Recorded data:

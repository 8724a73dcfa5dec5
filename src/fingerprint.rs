//! Cache key for a board position: `"{N}:"` + URL-safe base64 of the cells
//! packed two bits each, row-major. Orientation is not normalized, so mirrored
//! positions get distinct keys.

use std::fmt;

use base64::{Engine as _, engine::general_purpose::URL_SAFE_NO_PAD};
use serde::{Deserialize, Serialize};

use crate::board::{BoardState, Cell};

#[derive(Clone, Debug, PartialEq, Eq, Hash, PartialOrd, Ord, Serialize, Deserialize)]
#[serde(transparent)]
pub struct Fingerprint(String);

impl Fingerprint {
    pub fn of(board: &BoardState) -> Self {
        let cells = board.cells();
        let mut packed = vec![0u8; cells.len().div_ceil(4)];
        for (idx, cell) in cells.iter().enumerate() {
            let bits = match cell {
                Cell::Empty => 0u8,
                Cell::Black => 1,
                Cell::White => 2,
            };
            packed[idx / 4] |= bits << ((idx % 4) * 2);
        }
        Fingerprint(format!("{}:{}", board.size(), URL_SAFE_NO_PAD.encode(packed)))
    }

    /// Board size encoded in the key, None for a malformed key.
    pub fn board_size(&self) -> Option<usize> {
        self.0.split_once(':')?.0.parse().ok()
    }
}

impl fmt::Display for Fingerprint {
    fn fmt(&self, f: &mut fmt::Formatter<'_>) -> fmt::Result {
        f.write_str(&self.0)
    }
}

WHAT YOU ARE ASKED TO DO: All of the lines above must be returned exactly as they stand.

EXERCISE RESPONSE:
repository 8724a73dcfa5dec5
filename src/fingerprint.rs
//! Cache key for a board position: `"{N}:"` + URL-safe base64 of the cells
//! packed two bits each, row-major. Orientation is not normalized, so mirrored
//! positions get distinct keys.

use std::fmt;

use base64::{Engine as _, engine::general_purpose::URL_SAFE_NO_PAD};
use serde::{Deserialize, Serialize};

use crate::board::{BoardState, Cell};

#[derive(Clone, Debug, PartialEq, Eq, Hash, PartialOrd, Ord, Serialize, Deserialize)]
#[serde(transparent)]
pub struct Fingerprint(String);

impl Fingerprint {
    pub fn of(board: &BoardState) -> Self {
        let cells = board.cells();
        let mut packed = vec![0u8; cells.len().div_ceil(4)];
        for (idx, cell) in cells.iter().enumerate() {
            let bits = match cell {
                Cell::Empty => 0u8,
                Cell::Black => 1,
                Cell::White => 2,
            };
            packed[idx / 4] |= bits << ((idx % 4) * 2);
        }
        Fingerprint(format!("{}:{}", board.size(), URL_SAFE_NO_PAD.encode(packed)))
    }

    /// Board size encoded in the key, None for a malformed key.
    pub fn board_size(&self) -> Option<usize> {
        self.0.split_once(':')?.0.parse().ok()
    }
}

impl fmt::Display for Fingerprint {
    fn fmt(&self, f: &mut fmt::Formatter<'_>) -> fmt::Result {
        f.write_str(&self.0)
    }
}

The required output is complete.